### RECORDS FOR THIS EXERCISE ###

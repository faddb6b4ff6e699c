//! Shared field-name primitives and well-known ADIF field names.

use std::borrow::Borrow;
use std::fmt;

/// Contacted station callsign.
pub const CALL: &str = "CALL";
/// Contact date, YYYYMMDD.
pub const QSO_DATE: &str = "QSO_DATE";
/// Contact start time, HHMM or HHMMSS.
pub const TIME_ON: &str = "TIME_ON";
/// Maidenhead locator of the contacted station.
pub const GRIDSQUARE: &str = "GRIDSQUARE";
/// Transmit power in watts.
pub const TX_PWR: &str = "TX_PWR";
/// Operator callsign at the logging station.
pub const OPERATOR: &str = "OPERATOR";

/// Canonical ADIF field name: trimmed and ASCII-uppercased.
///
/// Canonicalization applies to names only; field values are never
/// case-normalized.
#[derive(Debug, Clone, PartialEq, Eq, Hash)]
pub struct FieldName(String);

impl FieldName {
    /// Canonicalizes a raw tag name.
    pub fn canonical(raw: &str) -> Self {
        Self(raw.trim().to_ascii_uppercase())
    }

    /// Canonical name text.
    pub fn as_str(&self) -> &str {
        &self.0
    }
}

impl fmt::Display for FieldName {
    fn fmt(&self, f: &mut fmt::Formatter<'_>) -> fmt::Result {
        f.write_str(&self.0)
    }
}

impl Borrow<str> for FieldName {
    fn borrow(&self) -> &str {
        &self.0
    }
}
//! Whole-file access to ADIF logs.
//!
//! The core pipeline only consumes and produces text; these helpers are
//! the scoped-acquisition I/O around it. Errors carry the path so a
//! failed run names the file involved.

use std::fmt;
use std::fs;
use std::io;
use std::path::{Path, PathBuf};

/// File access failure.
#[derive(Debug)]
pub enum PersistError {
    /// Reading an input log failed.
    Read {
        /// Log path.
        path: PathBuf,
        /// Underlying I/O error.
        source: io::Error,
    },
    /// Writing the output log failed.
    Write {
        /// Destination path.
        path: PathBuf,
        /// Underlying I/O error.
        source: io::Error,
    },
}

impl fmt::Display for PersistError {
    fn fmt(&self, f: &mut fmt::Formatter<'_>) -> fmt::Result {
        match self {
            Self::Read { path, source } => {
                write!(f, "failed to read {}: {source}", path.display())
            }
            Self::Write { path, source } => {
                write!(f, "failed to write {}: {source}", path.display())
            }
        }
    }
}

impl std::error::Error for PersistError {
    fn source(&self) -> Option<&(dyn std::error::Error + 'static)> {
        match self {
            Self::Read { source, .. } | Self::Write { source, .. } => Some(source),
        }
    }
}

/// Convenience alias for fallible file operations.
pub type PersistResult<T> = Result<T, PersistError>;

/// Reads the full text of the log at `path`.
pub fn read_log(path: impl AsRef<Path>) -> PersistResult<String> {
    let path = path.as_ref();
    fs::read_to_string(path).map_err(|source| PersistError::Read {
        path: path.to_path_buf(),
        source,
    })
}

/// Writes serialized output text, replacing any existing file.
pub fn write_log(path: impl AsRef<Path>, text: &str) -> PersistResult<()> {
    let path = path.as_ref();
    fs::write(path, text).map_err(|source| PersistError::Write {
        path: path.to_path_buf(),
        source,
    })
}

###

- _PROBLEM_: Across the records above, how many lines does the word "impl" appear on? Reply with the number only.

- _WRITTEN RESPONSE_: 7